As for location, we know from previous research that models trained in one location tend to perform worse when moved to another. Knowing where data came from and how a model was optimized within that population can help ensure that users are aware of “potential side effects,” “warnings and precautions,” and “adverse reactions.”
If a model is being trained to predict an outcome, knowing the time and place of training can help make smart decisions about deployment. However, many generative models are incredibly flexible and can be used for many tasks. In this case, the time and place may not be as informative, and more explicit instructions about “labeling conditions” and “approved use” versus “unapproved use” come into play. If a developer has evaluated a generative model to read a patient’s clinical notes and generate prospective billing codes, it may reveal that it has a bias toward overbilling for specific conditions or underrecognizing others. A user would not want to use this same generative model to decide who gets a referral to a specialist, even though they could. This flexibility is why we advocate for additional details about how models should be used.

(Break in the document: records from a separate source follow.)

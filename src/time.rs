use bevy::prelude::*;

/// Frame-rate work, run once per rendered frame in this order.
#[derive(SystemSet, Debug, Clone, Copy, Eq, PartialEq, Hash, PartialOrd, Ord)]
pub enum AppSystems {
    RecordInput,
    Update,
    Display,
}

/// Fixed-step work, run zero or more times per frame in this order.
#[derive(SystemSet, Debug, Clone, Copy, Eq, PartialEq, Hash, PartialOrd, Ord)]
pub enum PhysicsSystems {
    Locomotion,
    FlushForces,
}

pub const PHYSICS_HZ: f64 = 60.0;

pub(crate) fn plugin(app: &mut App) {
    app.insert_resource(Time::<Fixed>::from_hz(PHYSICS_HZ))
        .configure_sets(
            Update,
            (
                AppSystems::RecordInput,
                AppSystems::Update,
                AppSystems::Display,
            )
                .chain(),
        )
        .configure_sets(
            FixedUpdate,
            (PhysicsSystems::Locomotion, PhysicsSystems::FlushForces).chain(),
        );
}
//! Timed slide sessions.
//!
//! A slide starts on a key press while moving fast enough. It shrinks the body
//! like a crouch, kicks it forward, and then pushes it along the direction it
//! was moving in when the slide began, on every physics step, until the timer
//! runs out, the key is released or the body leaves the ground.

use std::time::Duration;

use bevy::prelude::*;

use super::body::{CharacterBody, ForceMode, set_vertical_scale};
use super::config::MovementConfig;
use super::sensor::{SlopeProbe, project_on_slope};

/// Below this vertical velocity on a walkable slope the slide follows the
/// slope instead of the locked direction.
const DESCENDING_VELOCITY: f32 = -0.1;

#[derive(Reflect, Debug, Clone, PartialEq)]
pub struct SlideSession {
    pub timer: Timer,
    pub locked_direction: Vec3,
}

impl SlideSession {
    pub fn remaining_time(&self) -> f32 {
        self.timer.remaining_secs()
    }
}

#[derive(Reflect, Debug, Clone, Copy, PartialEq, Eq)]
pub enum SlideEnd {
    TimerExpired,
    KeyReleased,
    LeftGround,
    Cancelled,
}

#[derive(Debug, Clone, Copy, PartialEq)]
pub enum SlideStep {
    Continued,
    Ended(SlideEnd),
}

#[derive(Reflect, Debug, Clone, PartialEq)]
pub struct SlideController {
    session: Option<SlideSession>,
    standing_height: f32,
}

impl SlideController {
    pub fn new(standing_height: f32) -> Self {
        Self {
            session: None,
            standing_height,
        }
    }

    pub fn is_active(&self) -> bool {
        self.session.is_some()
    }

    pub fn session(&self) -> Option<&SlideSession> {
        self.session.as_ref()
    }

    pub fn can_start(&self, has_direction: bool, speed: f32, config: &MovementConfig) -> bool {
        !self.is_active() && has_direction && speed >= config.slide_min_speed
    }

    /// Starts a session locked to `direction`. Returns false when the
    /// conditions to slide are not met.
    pub fn start(
        &mut self,
        body: &mut impl CharacterBody,
        direction: Vec3,
        speed: f32,
        config: &MovementConfig,
    ) -> bool {
        if !self.can_start(direction != Vec3::ZERO, speed, config) {
            return false;
        }
        set_vertical_scale(body, config.crouch_scale);
        let forward = body.forward();
        body.apply_force(forward * speed, ForceMode::Impulse);
        self.session = Some(SlideSession {
            timer: Timer::from_seconds(config.max_slide_time.max(0.0), TimerMode::Once),
            locked_direction: direction,
        });
        true
    }

    /// One physics step of an active session.
    pub fn step(
        &mut self,
        body: &mut impl CharacterBody,
        slope: &SlopeProbe,
        dt: f32,
        config: &MovementConfig,
    ) -> Option<SlideStep> {
        let session = self.session.as_mut()?;

        let push = if !slope.on_slope || body.velocity().y > DESCENDING_VELOCITY {
            session.locked_direction.normalize_or_zero()
        } else {
            project_on_slope(session.locked_direction, slope.normal)
        };
        body.apply_force(push * config.slide_force, ForceMode::Impulse);

        if config.slide_timer_enabled {
            session.timer.tick(Duration::from_secs_f32(dt.max(0.0)));
            if session.timer.is_finished() {
                self.stop(body);
                return Some(SlideStep::Ended(SlideEnd::TimerExpired));
            }
        }
        Some(SlideStep::Continued)
    }

    /// Ends the session and restores the pre-slide height.
    pub fn stop(&mut self, body: &mut impl CharacterBody) -> Option<SlideSession> {
        let session = self.session.take()?;
        set_vertical_scale(body, self.standing_height);
        Some(session)
    }
}

#[cfg(test)]
mod tests {
    use super::super::body::testing::TestBody;
    use super::*;

    fn config(max_slide_time: f32) -> MovementConfig {
        MovementConfig {
            max_slide_time,
            slide_force: 2.0,
            ..default()
        }
    }

    #[test]
    fn refuses_without_direction_or_speed() {
        let config = config(3.0);
        let mut body = TestBody::on_flat_ground();
        let mut slide = SlideController::new(1.0);

        assert!(!slide.start(&mut body, Vec3::ZERO, 10.0, &config));
        assert!(!slide.start(&mut body, Vec3::NEG_Z, 3.9, &config));
        assert!(!slide.is_active());
        assert!(body.forces.is_empty());

        assert!(slide.start(&mut body, Vec3::NEG_Z, 4.0, &config));
    }

    #[test]
    fn start_locks_direction_and_kicks_forward() {
        let config = config(3.0);
        let mut body = TestBody::on_flat_ground();
        let mut slide = SlideController::new(1.0);
        let direction = Vec3::new(1.0, 0.0, -1.0);

        assert!(slide.start(&mut body, direction, 8.0, &config));
        let session = slide.session().expect("session started");
        assert_eq!(session.locked_direction, direction);
        assert_eq!(session.remaining_time(), 3.0);
        assert_eq!(body.scale.y, config.crouch_scale);
        assert_eq!(body.forces, vec![(Vec3::new(0.0, 0.0, -8.0), ForceMode::Impulse)]);
    }

    #[test]
    fn ends_after_max_slide_time() {
        let config = config(3.0);
        let mut body = TestBody::on_flat_ground();
        let mut slide = SlideController::new(1.0);
        slide.start(&mut body, Vec3::NEG_Z, 8.0, &config);
        let flat = SlopeProbe {
            on_ground: true,
            normal: Vec3::Y,
            ..default()
        };

        for _ in 0..2 {
            assert_eq!(
                slide.step(&mut body, &flat, 1.0, &config),
                Some(SlideStep::Continued)
            );
        }
        assert_eq!(
            slide.step(&mut body, &flat, 1.0, &config),
            Some(SlideStep::Ended(SlideEnd::TimerExpired))
        );
        assert!(!slide.is_active());
        assert_eq!(body.scale.y, 1.0);
        assert_eq!(slide.step(&mut body, &flat, 1.0, &config), None);
    }

    #[test]
    fn disabled_timer_slides_until_stopped() {
        let config = MovementConfig {
            slide_timer_enabled: false,
            ..config(0.5)
        };
        let mut body = TestBody::on_flat_ground();
        let mut slide = SlideController::new(1.0);
        slide.start(&mut body, Vec3::NEG_Z, 8.0, &config);

        for _ in 0..100 {
            slide.step(&mut body, &SlopeProbe::default(), 1.0, &config);
        }
        assert!(slide.is_active());
        assert_eq!(slide.session().map(SlideSession::remaining_time), Some(0.5));
        assert!(slide.stop(&mut body).is_some());
        assert_eq!(body.scale.y, 1.0);
    }

    #[test]
    fn pushes_along_locked_direction_on_flat_ground() {
        let config = config(3.0);
        let mut body = TestBody::on_flat_ground();
        let mut slide = SlideController::new(1.0);
        slide.start(&mut body, Vec3::new(0.0, 0.0, -3.0), 8.0, &config);
        body.clear_forces();

        slide.step(&mut body, &SlopeProbe::default(), 0.02, &config);
        assert_eq!(body.forces, vec![(Vec3::new(0.0, 0.0, -2.0), ForceMode::Impulse)]);
    }

    #[test]
    fn follows_the_slope_when_descending() {
        let config = config(3.0);
        let normal = Quat::from_rotation_x(20f32.to_radians()) * Vec3::Y;
        let slope = SlopeProbe {
            on_ground: true,
            on_slope: true,
            normal,
            angle: 20.0,
        };
        let mut body = TestBody {
            velocity: Vec3::new(0.0, -2.0, -5.0),
            ..TestBody::on_incline(20.0)
        };
        let mut slide = SlideController::new(1.0);
        slide.start(&mut body, Vec3::NEG_Z, 8.0, &config);
        body.clear_forces();

        slide.step(&mut body, &slope, 0.02, &config);
        let push = body.forces[0].0;
        assert!(push.dot(normal).abs() < 1e-4);
        assert!((push.length() - 2.0).abs() < 1e-4);
    }
}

In general, we recommend training the best model possible, using the tools available. But even then, there should be a lot of transparency. No model is going to be perfect. As a society, we now understand that no pill is perfect: there is always some risk. We should have the same understanding of ai models. Any model, with or without ai, is limited. It can give you realistic, well-trained forecasts of potential futures, but take it with the appropriate amount of caution.
Q: If ai labels were implemented, who would label them and how would they be regulated and enforced?

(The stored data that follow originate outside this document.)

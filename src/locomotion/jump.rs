use bevy::prelude::*;

use super::body::{CharacterBody, ForceMode};

/// Jump gating and the exiting-slope window.
#[derive(Reflect, Debug, Clone, Copy, PartialEq, Eq)]
pub struct JumpController {
    ready: bool,
    /// Set by a jump, cleared when re-armed. Suppresses slope adhesion.
    exiting_slope: bool,
}

impl Default for JumpController {
    fn default() -> Self {
        Self {
            ready: true,
            exiting_slope: false,
        }
    }
}

impl JumpController {
    pub fn is_ready(&self) -> bool {
        self.ready
    }

    pub fn exiting_slope(&self) -> bool {
        self.exiting_slope
    }

    /// Jumps if armed. Vertical velocity is zeroed first so every jump
    /// reaches the same height.
    pub fn try_jump(&mut self, body: &mut impl CharacterBody, jump_force: f32) -> bool {
        if !self.ready {
            return false;
        }
        self.ready = false;
        self.exiting_slope = true;

        let velocity = body.velocity();
        body.set_velocity(Vec3::new(velocity.x, 0.0, velocity.z));
        body.apply_force(Vec3::Y * jump_force, ForceMode::Impulse);
        true
    }

    /// Called on grounded frames.
    pub fn rearm(&mut self) {
        self.ready = true;
        self.exiting_slope = false;
    }
}

#[cfg(test)]
mod tests {
    use super::super::body::testing::TestBody;
    use super::*;

    #[test]
    fn jump_resets_vertical_velocity_then_pushes_up() {
        let mut body = TestBody {
            velocity: Vec3::new(2.0, -7.0, 1.0),
            ..TestBody::on_flat_ground()
        };
        let mut jump = JumpController::default();

        assert!(jump.try_jump(&mut body, 6.0));
        assert_eq!(body.velocity, Vec3::new(2.0, 0.0, 1.0));
        assert_eq!(body.forces, vec![(Vec3::new(0.0, 6.0, 0.0), ForceMode::Impulse)]);
        assert!(!jump.is_ready());
        assert!(jump.exiting_slope());
    }

    #[test]
    fn cannot_jump_again_until_rearmed() {
        let mut body = TestBody::on_flat_ground();
        let mut jump = JumpController::default();
        jump.try_jump(&mut body, 6.0);
        body.clear_forces();

        assert!(!jump.try_jump(&mut body, 6.0));
        assert!(body.forces.is_empty());

        jump.rearm();
        assert!(jump.is_ready());
        assert!(!jump.exiting_slope());
        assert!(jump.try_jump(&mut body, 6.0));
    }
}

TO: If you don't intend for your model to be used in practice, then the disclosures you would make for a high-quality research publication are sufficient. But once you intend for your model to be deployed in a human-facing environment, developers and implementers should do some initial labeling, based on some of the established frameworks. There should be validation of these claims before deployment; in a safety-critical environment like healthcare, many agencies within the Department of Health and Human Services might be involved.
For model developers, I think knowing that they will need to label the limitations of a system prompts more careful consideration of the process itself. If I know that at some point I will need to reveal the population that a model was trained on, I wouldn’t want to reveal that it was trained only on dialogue from male chatbot users, for example.
Thinking about things like who the data is being collected about, over what time period, what the sample size was, and how it was decided what data to include or exclude can open your mind to potential problems in implementation.